Overall, the first seven chapters are well organized and complement each other nicely. The illustrations provided in chapters 3, 4 and 5 allow the reader to synthesize the complex and exhaustive information that is provided. However, the very nature of the subject matter discussed, which is mainly cataloging information, and the lack of a consistent format between the chapters, renders them difficult to read. Moreover, the regulation of the cell cycle machinery is discussed in individual chapters, which is the theme for the next part of the book. This leads to some redundancy, and therefore the book struggles to achieve the right balance between integrating the information on the cell cycle machinery and its regulation.

The second part of the book begins with the role of the plant hormone auxin in cell cycle regulation, with a specific focus on the process of lateral root initiation, which involves the reactivation of the cell cycle in a set of differentiated pericycle cells, as outlined in chapter 8 by Steffen Vanneste,Dirk Inzé and Tom Beeckman.
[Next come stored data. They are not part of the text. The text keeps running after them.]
//! Bounded worker pool for one evaluation pass.
//!
//! The pool is started before a pass and stopped after it. Tasks run on a
//! dedicated rayon pool; each result travels back over its own channel, so
//! completion and failure counts are derived from the collected batch rather
//! than from shared counters.

use crossbeam_channel::{bounded, Receiver};
use std::any::Any;
use std::panic::{catch_unwind, AssertUnwindSafe};
use tracing::{debug, warn};

use gs_types::{GsError, GsResult};

/// Unit of work accepted by the pool.
pub trait PoolTask: Send + 'static {
    type Output: Send + 'static;

    /// Short name used in logs and panic reports.
    fn label(&self) -> String;

    fn run(self) -> GsResult<Self::Output>;
}

/// Pending result of a submitted task.
#[derive(Debug)]
pub struct TaskHandle<T> {
    label: String,
    receiver: Receiver<GsResult<T>>,
}

impl<T> TaskHandle<T> {
    pub fn label(&self) -> &str {
        &self.label
    }

    /// Block until the task has finished.
    pub fn wait(self) -> GsResult<T> {
        self.receiver.recv().map_err(|_| {
            GsError::WorkerPool(format!("task {} ended without reporting a result", self.label))
        })?
    }
}

/// Results of one batch, in submission order.
#[derive(Debug)]
pub struct BatchResult<T> {
    pub outcomes: Vec<GsResult<T>>,
    pub completed: usize,
    pub failed: usize,
}

impl<T> BatchResult<T> {
    pub fn is_success(&self) -> bool {
        self.failed == 0
    }

    /// All outputs, or the first failure in submission order.
    pub fn into_outputs(self) -> GsResult<Vec<T>> {
        self.outcomes.into_iter().collect()
    }
}

#[derive(Debug)]
pub struct WorkerPool {
    pool: rayon::ThreadPool,
    slots: usize,
}

impl WorkerPool {
    pub fn start(slots: usize) -> GsResult<Self> {
        if slots == 0 {
            return Err(GsError::WorkerPool("pool needs at least one slot".to_string()));
        }
        let pool = rayon::ThreadPoolBuilder::new()
            .num_threads(slots)
            .thread_name(|i| format!("gs-worker-{i}"))
            .build()
            .map_err(|e| GsError::WorkerPool(format!("failed to build worker pool: {e}")))?;
        debug!(slots, "Worker pool started");
        Ok(Self { pool, slots })
    }

    pub fn slots(&self) -> usize {
        self.slots
    }

    pub fn submit<T: PoolTask>(&self, task: T) -> TaskHandle<T::Output> {
        let (sender, receiver) = bounded(1);
        let label = task.label();
        let task_label = label.clone();

        self.pool.spawn(move || {
            let result = catch_unwind(AssertUnwindSafe(|| task.run())).unwrap_or_else(|payload| {
                Err(GsError::WorkerPanicked {
                    task: task_label,
                    message: panic_message(payload.as_ref()),
                })
            });
            // receiver only goes away if the caller dropped the handle
            let _ = sender.send(result);
        });

        TaskHandle { label, receiver }
    }

    /// Submit every task, then wait for all of them, even after a failure.
    pub fn run_all<T: PoolTask>(&self, tasks: Vec<T>) -> BatchResult<T::Output> {
        let handles: Vec<_> = tasks.into_iter().map(|task| self.submit(task)).collect();

        let mut completed = 0;
        let mut failed = 0;
        let outcomes = handles
            .into_iter()
            .map(|handle| {
                let label = handle.label().to_string();
                let outcome = handle.wait();
                match &outcome {
                    Ok(_) => completed += 1,
                    Err(e) => {
                        failed += 1;
                        warn!(task = %label, "Task failed: {}", e);
                    }
                }
                outcome
            })
            .collect();

        BatchResult {
            outcomes,
            completed,
            failed,
        }
    }

    /// Shut the pool down. Worker threads exit once their queue is empty.
    pub fn stop(self) {
        debug!(slots = self.slots, "Worker pool stopped");
    }
}

fn panic_message(payload: &(dyn Any + Send)) -> String {
    if let Some(s) = payload.downcast_ref::<&str>() {
        (*s).to_string()
    } else if let Some(s) = payload.downcast_ref::<String>() {
        s.clone()
    } else {
        "unknown panic payload".to_string()
    }
}

#[cfg(test)]
mod tests {
    use super::*;
    use parking_lot::Mutex;
    use std::sync::Arc;
    use std::time::Duration;

    struct Square {
        n: u64,
        delay_ms: u64,
        running: Arc<Mutex<(usize, usize)>>,
    }

    impl PoolTask for Square {
        type Output = u64;

        fn label(&self) -> String {
            format!("square-{}", self.n)
        }

        fn run(self) -> GsResult<u64> {
            {
                let mut running = self.running.lock();
                running.0 += 1;
                running.1 = running.1.max(running.0);
            }
            std::thread::sleep(Duration::from_millis(self.delay_ms));
            self.running.lock().0 -= 1;

            match self.n {
                13 => Err(GsError::Model("unlucky".to_string())),
                99 => panic!("worker exploded"),
                n => Ok(n * n),
            }
        }
    }

    fn tasks(ns: &[u64], running: &Arc<Mutex<(usize, usize)>>) -> Vec<Square> {
        ns.iter()
            .map(|&n| Square {
                n,
                delay_ms: 5,
                running: Arc::clone(running),
            })
            .collect()
    }

    #[test]
    fn results_keep_submission_order() {
        let running = Arc::new(Mutex::new((0, 0)));
        let pool = WorkerPool::start(3).unwrap();
        assert_eq!(pool.slots(), 3);

        let batch = pool.run_all(tasks(&[5, 1, 4, 2, 3], &running));
        pool.stop();

        assert!(batch.is_success());
        assert_eq!(batch.completed, 5);
        assert_eq!(batch.into_outputs().unwrap(), vec![25, 1, 16, 4, 9]);
    }

    #[test]
    fn concurrency_is_bounded_by_slots() {
        let running = Arc::new(Mutex::new((0, 0)));
        let pool = WorkerPool::start(2).unwrap();
        let batch = pool.run_all(tasks(&[1, 2, 3, 4, 5, 6, 7, 8], &running));
        pool.stop();

        assert_eq!(batch.completed, 8);
        assert!(running.lock().1 <= 2);
    }

    #[test]
    fn failures_are_counted_and_first_error_wins() {
        let running = Arc::new(Mutex::new((0, 0)));
        let pool = WorkerPool::start(2).unwrap();
        let batch = pool.run_all(tasks(&[2, 13, 99, 3], &running));
        pool.stop();

        assert_eq!((batch.completed, batch.failed), (2, 2));
        assert!(matches!(batch.outcomes[2], Err(GsError::WorkerPanicked { .. })));
        assert!(matches!(batch.into_outputs(), Err(GsError::Model(_))));
    }

    #[test]
    fn panics_surface_as_errors() {
        let running = Arc::new(Mutex::new((0, 0)));
        let pool = WorkerPool::start(1).unwrap();
        let handle = pool.submit(Square {
            n: 99,
            delay_ms: 0,
            running,
        });
        match handle.wait() {
            Err(GsError::WorkerPanicked { task, message }) => {
                assert_eq!(task, "square-99");
                assert_eq!(message, "worker exploded");
            }
            other => panic!("unexpected result: {other:?}"),
        }
    }

    #[test]
    fn zero_slots_is_rejected() {
        assert!(matches!(WorkerPool::start(0), Err(GsError::WorkerPool(_))));
    }
}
This chapter also highlights the antagonistic roles played by the plant hormones auxin and cytokinin in this process and discusses auxin signaling, post-transcriptional mechanisms and polar auxin transport. Chapter 9 by Andrew Fleming turns to cell cycle regulation in leaf development, which is used as a model system to study the dynamic interplay between developmental signaling and different modes of cell cycle regulation. The author makes a sincere effort to provide in this chapter a conceptual framework for studying the cell cycle control of development, and discusses the existing experimental evidence on the causal relationships between the cell cycle and development within the framework of two alternative theories of the cellular basis of development (the organismal view and the cellular theory of development).
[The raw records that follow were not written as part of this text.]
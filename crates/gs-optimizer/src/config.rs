//! Search configuration.

use chrono::{DateTime, Utc};
use serde::{Deserialize, Serialize};
use std::path::Path;
use uuid::Uuid;

use gs_types::{config_error, AxisKind, AxisSpec, Grid, GsResult, Metric, Traversal};

/// Unique search run identifier.
pub type SearchId = Uuid;

/// One tuned axis: the parameter path it drives, its grid range and the
/// formula mapping grid coordinates to parameter values.
#[derive(Debug, Clone, PartialEq, Serialize, Deserialize)]
#[serde(default)]
pub struct AxisConfig {
    /// Parameter path on the candidate, e.g. `"kernel.gamma"`.
    pub property: String,
    pub min: f64,
    pub max: f64,
    pub step: f64,
    /// Value bound to `BASE` in the expression.
    pub base: f64,
    /// Formula over `BASE`, `FROM`, `TO`, `STEP` and `I`.
    pub expression: String,
}

impl AxisConfig {
    pub fn new(property: &str) -> Self {
        Self {
            property: property.to_string(),
            ..Self::default()
        }
    }

    pub fn with_range(mut self, min: f64, max: f64, step: f64) -> Self {
        self.min = min;
        self.max = max;
        self.step = step;
        self
    }

    pub fn with_base(mut self, base: f64) -> Self {
        self.base = base;
        self
    }

    pub fn with_expression(mut self, expression: &str) -> Self {
        self.expression = expression.to_string();
        self
    }

    /// Axis label shown in grid and table output.
    pub fn label(&self) -> String {
        format!(
            "property {}, expr. {}, base {}",
            self.property, self.expression, self.base
        )
    }

    fn spec(&self) -> AxisSpec {
        AxisSpec::new(self.min, self.max, self.step).with_label(self.label())
    }
}

impl Default for AxisConfig {
    fn default() -> Self {
        Self {
            property: String::new(),
            min: -3.0,
            max: 3.0,
            step: 1.0,
            base: 10.0,
            expression: "pow(BASE,I)".to_string(),
        }
    }
}

/// Top-level configuration for one search run.
#[derive(Debug, Clone, PartialEq, Serialize, Deserialize)]
#[serde(default)]
pub struct SearchConfig {
    pub id: SearchId,
    pub name: String,

    pub x: AxisConfig,
    pub y: AxisConfig,

    /// Metric the search optimizes.
    pub metric: Metric,

    /// Order in which a pass walks the grid. Only affects log order.
    pub traversal: Traversal,

    /// Whether the grid may grow when the best point sits on its border.
    pub grid_extendable: bool,

    /// Maximum number of grid extensions.
    pub max_grid_extensions: usize,

    /// Share of the data used for the initial pass, in percent.
    pub sample_size_percent: f64,

    /// Number of concurrent evaluations per pass.
    pub num_execution_slots: usize,

    /// Seed handed to the evaluator and to subsampling.
    pub seed: u64,

    /// Cross-validation folds for the initial pass.
    pub initial_folds: usize,

    /// Cross-validation folds for refinement passes.
    pub refine_folds: usize,

    pub created_at: DateTime<Utc>,
}

impl SearchConfig {
    pub fn new(name: &str) -> Self {
        Self {
            name: name.to_string(),
            ..Self::default()
        }
    }

    pub fn with_x(mut self, axis: AxisConfig) -> Self {
        self.x = axis;
        self
    }

    pub fn with_y(mut self, axis: AxisConfig) -> Self {
        self.y = axis;
        self
    }

    pub fn with_metric(mut self, metric: Metric) -> Self {
        self.metric = metric;
        self
    }

    pub fn with_traversal(mut self, traversal: Traversal) -> Self {
        self.traversal = traversal;
        self
    }

    pub fn with_extension(mut self, enabled: bool, max_extensions: usize) -> Self {
        self.grid_extendable = enabled;
        self.max_grid_extensions = max_extensions;
        self
    }

    pub fn with_sample_size(mut self, percent: f64) -> Self {
        self.sample_size_percent = percent;
        self
    }

    pub fn with_execution_slots(mut self, slots: usize) -> Self {
        self.num_execution_slots = slots;
        self
    }

    pub fn with_seed(mut self, seed: u64) -> Self {
        self.seed = seed;
        self
    }

    pub fn with_folds(mut self, initial: usize, refine: usize) -> Self {
        self.initial_folds = initial;
        self.refine_folds = refine;
        self
    }

    pub fn axis(&self, kind: AxisKind) -> &AxisConfig {
        match kind {
            AxisKind::X => &self.x,
            AxisKind::Y => &self.y,
        }
    }

    /// Build the grid of the first pass.
    pub fn initial_grid(&self) -> GsResult<Grid> {
        Ok(Grid::new(self.x.spec(), self.y.spec())?)
    }

    /// Check everything that can be checked before any evaluation runs.
    pub fn validate(&self) -> GsResult<()> {
        if self.num_execution_slots == 0 {
            return Err(config_error!("num_execution_slots must be at least 1"));
        }
        if self.initial_folds < 2 || self.refine_folds < 2 {
            return Err(config_error!(
                "fold counts must be at least 2 (initial {}, refine {})",
                self.initial_folds,
                self.refine_folds
            ));
        }
        if !(self.sample_size_percent > 0.0 && self.sample_size_percent <= 100.0) {
            return Err(config_error!(
                "sample_size_percent must be in (0, 100], got {}",
                self.sample_size_percent
            ));
        }
        for kind in [AxisKind::X, AxisKind::Y] {
            if self.axis(kind).property.trim().is_empty() {
                return Err(config_error!("{kind} property must not be empty"));
            }
        }
        self.initial_grid()?;
        Ok(())
    }

    pub fn from_json_str(json: &str) -> GsResult<Self> {
        let config: Self = serde_json::from_str(json)?;
        config.validate()?;
        Ok(config)
    }

    pub fn from_json_file(path: impl AsRef<Path>) -> GsResult<Self> {
        let text = std::fs::read_to_string(path)?;
        Self::from_json_str(&text)
    }
}

impl Default for SearchConfig {
    fn default() -> Self {
        Self {
            id: Uuid::new_v4(),
            name: "grid-search".to_string(),
            x: AxisConfig::new("C"),
            y: AxisConfig::new("kernel.gamma"),
            metric: Metric::default(),
            traversal: Traversal::default(),
            grid_extendable: false,
            max_grid_extensions: 3,
            sample_size_percent: 100.0,
            num_execution_slots: 1,
            seed: 1,
            initial_folds: 2,
            refine_folds: 10,
            created_at: Utc::now(),
        }
    }
}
The next four chapters discuss the molecular mechanisms, significance and regulation of endoreplication (a condition in which no cytokinesis occurs between two successive rounds of DNA replication) in various developmental contexts, and the functions of auxin and cytokinins in establishing and maintaining the dividing populations of cells within the apical meristems. This chapter by Peter John also provides an in-depth account of the influence of these hormones on cell cycle regulators, both at G1 to S and G2 to M transitions, and concludes with a stimulating discussion on the mechanisms by which concentrations and ratios of auxin and cytokinin might function to influence growth and patterning in the shoot and the root apical meristems.
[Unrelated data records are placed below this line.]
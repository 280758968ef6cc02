//! # gs-types
//!
//! Core types for the adaptive two-parameter grid search: grid geometry,
//! tolerant coordinates, performance records and their ordering, tunable
//! candidate parameters, and the shared error type.

pub mod errors;
pub mod grid;
pub mod parameter;
pub mod performance;
pub mod point;
pub mod table;

pub use errors::*;
pub use grid::*;
pub use parameter::*;
pub use performance::*;
pub use point::*;
pub use table::*;
//! Evaluation of a single grid point.

use std::marker::PhantomData;
use std::sync::Arc;
use tracing::debug;

use gs_types::{AxisKind, Candidate, GridPoint, GsError, GsResult, PerformanceRecord};

use crate::candidate::CandidateBuilder;
use crate::evaluator::Evaluator;
use crate::mapper::ValueMapper;
use crate::pool::PoolTask;

/// Read-only state shared by every task of a search.
pub struct EvaluationContext<C, D, E> {
    pub builder: Arc<CandidateBuilder<C>>,
    pub mapper: Arc<ValueMapper>,
    pub evaluator: Arc<E>,
    _data: PhantomData<fn() -> D>,
}

impl<C, D, E> EvaluationContext<C, D, E> {
    pub fn new(builder: CandidateBuilder<C>, mapper: ValueMapper, evaluator: Arc<E>) -> Self {
        Self {
            builder: Arc::new(builder),
            mapper: Arc::new(mapper),
            evaluator,
            _data: PhantomData,
        }
    }
}

impl<C, D, E> Clone for EvaluationContext<C, D, E> {
    fn clone(&self) -> Self {
        Self {
            builder: Arc::clone(&self.builder),
            mapper: Arc::clone(&self.mapper),
            evaluator: Arc::clone(&self.evaluator),
            _data: PhantomData,
        }
    }
}

/// Scores one point at one fidelity.
pub struct EvaluationTask<C, D, E> {
    context: EvaluationContext<C, D, E>,
    data: Arc<D>,
    point: GridPoint,
    folds: usize,
    seed: u64,
}

impl<C, D, E> EvaluationTask<C, D, E>
where
    C: Candidate,
    D: Send + Sync + 'static,
    E: Evaluator<C, D>,
{
    pub fn new(context: EvaluationContext<C, D, E>, data: Arc<D>, point: GridPoint, folds: usize, seed: u64) -> Self {
        Self {
            context,
            data,
            point,
            folds,
            seed,
        }
    }

    pub fn point(&self) -> GridPoint {
        self.point
    }

    fn evaluate(&self) -> GsResult<PerformanceRecord> {
        let x = self.context.mapper.evaluate(self.point.x, AxisKind::X);
        let y = self.context.mapper.evaluate(self.point.y, AxisKind::Y);
        let candidate = self.context.builder.build(x, y)?;

        debug!(point = %self.point, x, y, folds = self.folds, "Evaluating {}", candidate.describe());
        let scores = self
            .context
            .evaluator
            .evaluate(&candidate, &self.data, self.folds, self.seed)?;
        Ok(PerformanceRecord::new(self.point, scores))
    }
}

impl<C, D, E> PoolTask for EvaluationTask<C, D, E>
where
    C: Candidate,
    D: Send + Sync + 'static,
    E: Evaluator<C, D>,
{
    type Output = PerformanceRecord;

    fn label(&self) -> String {
        format!("evaluation of {} ({}-fold)", self.point, self.folds)
    }

    fn run(self) -> GsResult<PerformanceRecord> {
        self.evaluate().map_err(|e| GsError::evaluation(self.point, e))
    }
}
Over the years, much information has been accumulated from diverse plant species, animal models and unicellular model systems, both on the components and the regulation of the cell cycle. From this view point, the timing of this book's publication is appropriate as it brings together the complex diversity of the cell cycle under one roof. The synthesis of cell cycle regulation with environmental cues and with developmental patterning is attempted, both in individual chapters dedicated to describing the cell cycle machinery and also in the second part of the book that is dedicated to cell cycle control. This makes the book rather repetitive at times, which could have been avoided by a reduction in the number of chapters to achieve a better synthesis. And although it might not be a useful reference for students and teachers interested in learning about the emerging concepts in either field (cell cycle or development), this book can serve as an excellent source of information on the cell cycle machinery and its regulation. I would, therefore, highly recommend this book to researchers interested in exploring the developmental and environmental control of the cell cycle for use as a quick reference guide.